За дверью он остановился и еще раз долго и сосредоточенно оглядывал все: и волнистый шлейф, и стан, и шею, и русые косы, перевязанные лентой пониже прозрачных ушей.
III
Усиленно думать начал он, только очутившись опять в санях, под полостью и шапкой.
— В какой проулок-то, барин? — переспросил его извозчик, в котором он узнал «дедушку», доставившего его к клубу.
— В Ковенский переулок, старина.
— Машкарат нешто здесь седни?
— Вечер, — ответил он, закрывшись с обеих сторон воротником.
— А намедни, под понедельник пришлось, в Каменном театре машкарад был. То-то сраму я насмотрелся!.. Посадил я барина в енотовой шубе и барыню в богатом салопе, лицо-то у ней черной тряпицей обвязано. Везу я их — "в Биржевую" приказали. Ладно. Доставил. Подожди, говорит мне барин, с полчасика…
Под отрывистую болтовню извозчика седок продолжал свою думу… Ему куда как не хотелось домой; но больше некуда было деваться. Эта встреча в клубе как-то особенно его раздразнила. Приехал он туда, переполненный всей преснотой, всей тяжестью своего житья, и точно будто кто поднес к его губам один благоуханный край дорогой чаши, поднес и отнял. А в душе оставил горький до боли осадок.
"Ну, вот и дожил почти до сорока лет, — перебирал он про себя, — здоровья нет, молодость ушла, продежурил здесь бессменно, не выезжая из Литейной части дальше второго Парголова, ни разу даже не мог до какого-нибудь Киссингена доехать; а уж, кажется, могу похвастаться катаром"…

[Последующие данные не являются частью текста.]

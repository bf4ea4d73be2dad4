// SPDX-License-Identifier: AGPL-3.0-or-later
// Copyright (C) 2025 Blackman Artificial Intelligence Technologies Inc.

//! Surround SCM client abstraction
//!
//! [`ScmClient`] is the contract the history pipeline depends on;
//! [`Session`] scopes one connection so that it is closed exactly once on
//! every exit path. [`sscm::SscmCommandClient`] implements the contract on
//! top of the `sscm` command-line client.

pub mod client;
pub mod session;
pub mod sscm;
pub mod types;

pub use client::ScmClient;
#[cfg(test)]
pub use client::MockScmClient;
pub use session::Session;
pub use sscm::SscmCommandClient;
pub use types::{
    action_code, ActionSelection, BranchContext, ConnectParams, Credentials, HistoryItem,
    HistoryQuery, UNKNOWN_ACTION,
};
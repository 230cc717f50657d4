// src/tokenizer/parallelism.rs
//! Batch operations go through rayon, unless parallelism is switched off with the
//! `TOKENIZERS_PARALLELISM` environment variable or with [`set_parallelism`].

use rayon::prelude::*;
use rayon_cond::CondIterator;
use std::sync::atomic::{AtomicU8, Ordering};
use tracing::warn;

pub const ENV_VARIABLE: &str = "TOKENIZERS_PARALLELISM";

// 0: not overridden, 1: forced off, 2: forced on
static PARALLELISM_OVERRIDE: AtomicU8 = AtomicU8::new(0);

fn get_override_parallelism() -> Option<bool> {
    match PARALLELISM_OVERRIDE.load(Ordering::SeqCst) {
        1 => Some(false),
        2 => Some(true),
        _ => None,
    }
}

fn get_env_parallelism() -> bool {
    match std::env::var(ENV_VARIABLE) {
        Ok(value) => parse_parallelism(&value),
        Err(_) => true,
    }
}

fn parse_parallelism(value: &str) -> bool {
    match value.trim().to_ascii_lowercase().as_str() {
        "" | "false" | "f" | "off" | "no" | "n" | "0" => false,
        "true" | "t" | "on" | "yes" | "y" | "1" => true,
        other => {
            warn!(value = other, "unrecognized {ENV_VARIABLE} value, keeping parallelism on");
            true
        }
    }
}

/// Current parallelism setting: the programmatic override if any, otherwise the
/// environment variable, defaulting to on.
pub fn get_parallelism() -> bool {
    get_override_parallelism().unwrap_or_else(get_env_parallelism)
}

pub fn set_parallelism(val: bool) {
    PARALLELISM_OVERRIDE.store(if val { 2 } else { 1 }, Ordering::SeqCst);
}

/// Converts any collection into an iterator that is parallel or serial depending
/// on the current parallelism setting.
pub trait MaybeParallelIterator<P, S>
where
    P: ParallelIterator,
    S: Iterator<Item = P::Item>,
{
    fn into_maybe_par_iter(self) -> CondIterator<P, S>;
    fn into_maybe_par_iter_cond(self, cond: bool) -> CondIterator<P, S>;
}

impl<P, S, I> MaybeParallelIterator<P, S> for I
where
    I: IntoParallelIterator<Iter = P, Item = P::Item> + IntoIterator<IntoIter = S, Item = S::Item>,
    P: ParallelIterator,
    S: Iterator<Item = P::Item>,
{
    fn into_maybe_par_iter(self) -> CondIterator<P, S> {
        CondIterator::new(self, get_parallelism())
    }

    fn into_maybe_par_iter_cond(self, cond: bool) -> CondIterator<P, S> {
        if cond {
            self.into_maybe_par_iter()
        } else {
            CondIterator::from_serial(self)
        }
    }
}

/// Shared-reference flavour of [`MaybeParallelIterator`].
pub trait MaybeParallelRefIterator<'data, P, S>
where
    P: ParallelIterator,
    S: Iterator<Item = P::Item>,
    P::Item: 'data,
{
    fn maybe_par_iter(&'data self) -> CondIterator<P, S>;
    fn maybe_par_iter_cond(&'data self, cond: bool) -> CondIterator<P, S>;
}

impl<'data, P, S, I: 'data + ?Sized> MaybeParallelRefIterator<'data, P, S> for I
where
    &'data I: MaybeParallelIterator<P, S>,
    P: ParallelIterator,
    S: Iterator<Item = P::Item>,
    P::Item: 'data,
{
    fn maybe_par_iter(&'data self) -> CondIterator<P, S> {
        self.into_maybe_par_iter()
    }

    fn maybe_par_iter_cond(&'data self, cond: bool) -> CondIterator<P, S> {
        self.into_maybe_par_iter_cond(cond)
    }
}

/// Mutable-reference flavour of [`MaybeParallelIterator`].
pub trait MaybeParallelRefMutIterator<'data, P, S>
where
    P: ParallelIterator,
    S: Iterator<Item = P::Item>,
    P::Item: 'data,
{
    fn maybe_par_iter_mut(&'data mut self) -> CondIterator<P, S>;
    fn maybe_par_iter_mut_cond(&'data mut self, cond: bool) -> CondIterator<P, S>;
}

impl<'data, P, S, I: 'data + ?Sized> MaybeParallelRefMutIterator<'data, P, S> for I
where
    &'data mut I: MaybeParallelIterator<P, S>,
    P: ParallelIterator,
    S: Iterator<Item = P::Item>,
    P::Item: 'data,
{
    fn maybe_par_iter_mut(&'data mut self) -> CondIterator<P, S> {
        self.into_maybe_par_iter()
    }

    fn maybe_par_iter_mut_cond(&'data mut self, cond: bool) -> CondIterator<P, S> {
        self.into_maybe_par_iter_cond(cond)
    }
}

Он вдруг остановил нить своих сетований. Их тон выходил, помимо его желания, такой водевильный, такой добродушно-ворчливый, а ведь на душе у него было гораздо тоскливее и тяжелее. Что же делать? Не выходило иначе; вряд ли бы вышло иначе, если б он собрался и совсем уйти из той серой и пресной сутолоки, которую все вокруг него звали "жизнью".
— Только, братец ты мой, — продолжал старичок извозчик, давно уже рассказывавший свою маскарадную историю, — как выскочит оттуда барин-то и тащит за собой другую, ростом пониже и в шубейке такой куцой, и лицо без тряпицы, на вид смазливая. Этак, кричит, ты прокуратишь, бесстыжие твои глаза?!. А она ему в ноту, куражу не теряет: ты-то чем же лучше меня, говорит, коли ты из машкарата от живой жены мамзелей возишь, так и я вольна, с кем хочу, потешаться!!. Срамота! Мне спервоначалу и невдомек: что-де такое у них приключилось?.. А потом и догадался я, что барин-то, седок-от мой, муж ейный, в колидоре, в нумерах, надоть так думать, и повстречал жену… А она, выходит, точно таким же манером из машкарата — шасть с мусьяком каким… Все это, милый барин, видемши, со стыдобушки вчуже умер, ей-и-богу; а немало годов на свете треплюсь — седьмой десяток пошел.